En réalité, ajouta-t-elle finalement, il aimait les hommes.” Lilla, il l’utilisait seulement pour de la poudre aux yeux, autour de lui. "Et je l'ai découverte un jour, je l'ai vu, chez nous avec l'un."

Tout s’est écroulé autour d’elle.

Plus tard, elle a encore essayé l’un ou l’autre, mais elle aimait toujours seulement son mari. Elle n’aime plus personne et vient de décider de divorcer.

— Je n’attends plus rien de la vie, par contre, tout est encore devant toi, dit-elle.

Elle n’avait pas ajouté, mais c’était sous-entendu : “Fais attention.”

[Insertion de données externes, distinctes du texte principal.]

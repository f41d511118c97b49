pub mod insight;
pub mod locks;
pub mod resources;
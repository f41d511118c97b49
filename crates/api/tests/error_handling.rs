//! Tests for `AppError` → HTTP response mapping.
//!
//! These tests verify that each `AppError` variant produces the correct HTTP
//! status code, error code, and message. They do NOT need an HTTP server --
//! they call `IntoResponse` directly on `AppError` values.

use axum::http::StatusCode;
use axum::response::IntoResponse;
use http_body_util::BodyExt;
use holdfast_api::error::AppError;
use holdfast_core::error::CoreError;
use holdfast_store::StoreError;

/// Helper: convert an `AppError` into its status code and parsed JSON body.
async fn error_to_response(err: AppError) -> (StatusCode, serde_json::Value) {
    let response = err.into_response();
    let status = response.status();
    let bytes = response.into_body().collect().await.unwrap().to_bytes();
    let json: serde_json::Value = serde_json::from_slice(&bytes).unwrap();
    (status, json)
}

#[tokio::test]
async fn not_found_error_returns_404() {
    let id = uuid::Uuid::nil();
    let err = AppError::Core(CoreError::NotFound {
        entity: "Lock",
        id,
    });

    let (status, json) = error_to_response(err).await;

    assert_eq!(status, StatusCode::NOT_FOUND);
    assert_eq!(json["code"], "NOT_FOUND");
    assert_eq!(json["detail"], format!("Lock {id} not found"));
}

#[tokio::test]
async fn validation_error_returns_400() {
    let err = AppError::Core(CoreError::Validation("ttl_seconds must be positive".into()));

    let (status, json) = error_to_response(err).await;

    assert_eq!(status, StatusCode::BAD_REQUEST);
    assert_eq!(json["code"], "VALIDATION_ERROR");
    assert_eq!(json["detail"], "ttl_seconds must be positive");
}

#[tokio::test]
async fn bad_request_error_returns_400() {
    let err = AppError::BadRequest("invalid field value".into());

    let (status, json) = error_to_response(err).await;

    assert_eq!(status, StatusCode::BAD_REQUEST);
    assert_eq!(json["code"], "BAD_REQUEST");
    assert_eq!(json["detail"], "invalid field value");
}

#[tokio::test]
async fn conflict_error_returns_409() {
    let err = AppError::Core(CoreError::Conflict("Lock already held by another owner".into()));

    let (status, json) = error_to_response(err).await;

    assert_eq!(status, StatusCode::CONFLICT);
    assert_eq!(json["code"], "CONFLICT");
    assert_eq!(json["detail"], "Lock already held by another owner");
}

#[tokio::test]
async fn forbidden_error_returns_403() {
    let err = AppError::Core(CoreError::Forbidden("Lock owned by different owner".into()));

    let (status, json) = error_to_response(err).await;

    assert_eq!(status, StatusCode::FORBIDDEN);
    assert_eq!(json["code"], "FORBIDDEN");
}

#[tokio::test]
async fn expired_error_returns_410() {
    let err = AppError::Core(CoreError::Expired("lease over".into()));

    let (status, json) = error_to_response(err).await;

    assert_eq!(status, StatusCode::GONE);
    assert_eq!(json["code"], "EXPIRED");
    assert_eq!(json["detail"], "lease over");
}

#[tokio::test]
async fn internal_errors_are_sanitized() {
    let cases = [
        AppError::Core(CoreError::Internal("slot for resource X holds lock for Y".into())),
        AppError::Store(StoreError::Version {
            found: 7,
            expected: 1,
        }),
    ];

    for err in cases {
        let (status, json) = error_to_response(err).await;
        assert_eq!(status, StatusCode::INTERNAL_SERVER_ERROR);
        assert_eq!(json["code"], "INTERNAL_ERROR");
        assert_eq!(json["detail"], "An internal error occurred");
    }
}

Je l’ai écoutée. Je croyais l’avoir écouté. J’ai finalement choisi le plus brave garçon, celui dont je croyais qu’il m’aimerait toujours, qu’il me sera toujours fidèle.
***

Le feu du pré de Clamart baissait. Ni mes enfants, ni mon mari n’étaient encore en vue.

Où pouvaient-ils être ?

Tout à coup, j’aperçus mes enfants, ils dansaient une ronde avec trois autres petits. Mais mon mari? Il nous conduit à la fête, puis nous plante pour toute la soirée. Où est la fête ? Oh, que je voulais danser. Retrouver mon ancien amant, mon amoureux de jadis. Même, surtout, celui d’avant notre mariage... (j'ai coupé une partie d'ici, pour ne pas anticiper sur mon journal et pas important pour le propos)

Et voilà, à Clamart, nous sommes toujours en 1973, et mon mari revient. Nos enfants aussi.

« Dansons un peu, s’il te plaît, lui demandai-je.

— Non, pas question, nous sommes trop vieux pour ça, répond-il. Nous partons immédiatement! Sans discussions, assez ! Je vous ai sortis vous amuser. Cela suffit. »

Nous rentrâmes tous à la maison avec tristesse, mal au cœur même les enfants auraient voulu s’amuser encore.

La fête était finie.

Comme Lilla, il y a des années. Pas pour le même motif, non. Mon mari, avait quarante ans comme moi, mais il aimait les femmes très jeunes, les femmes comme j’avais été autrefois.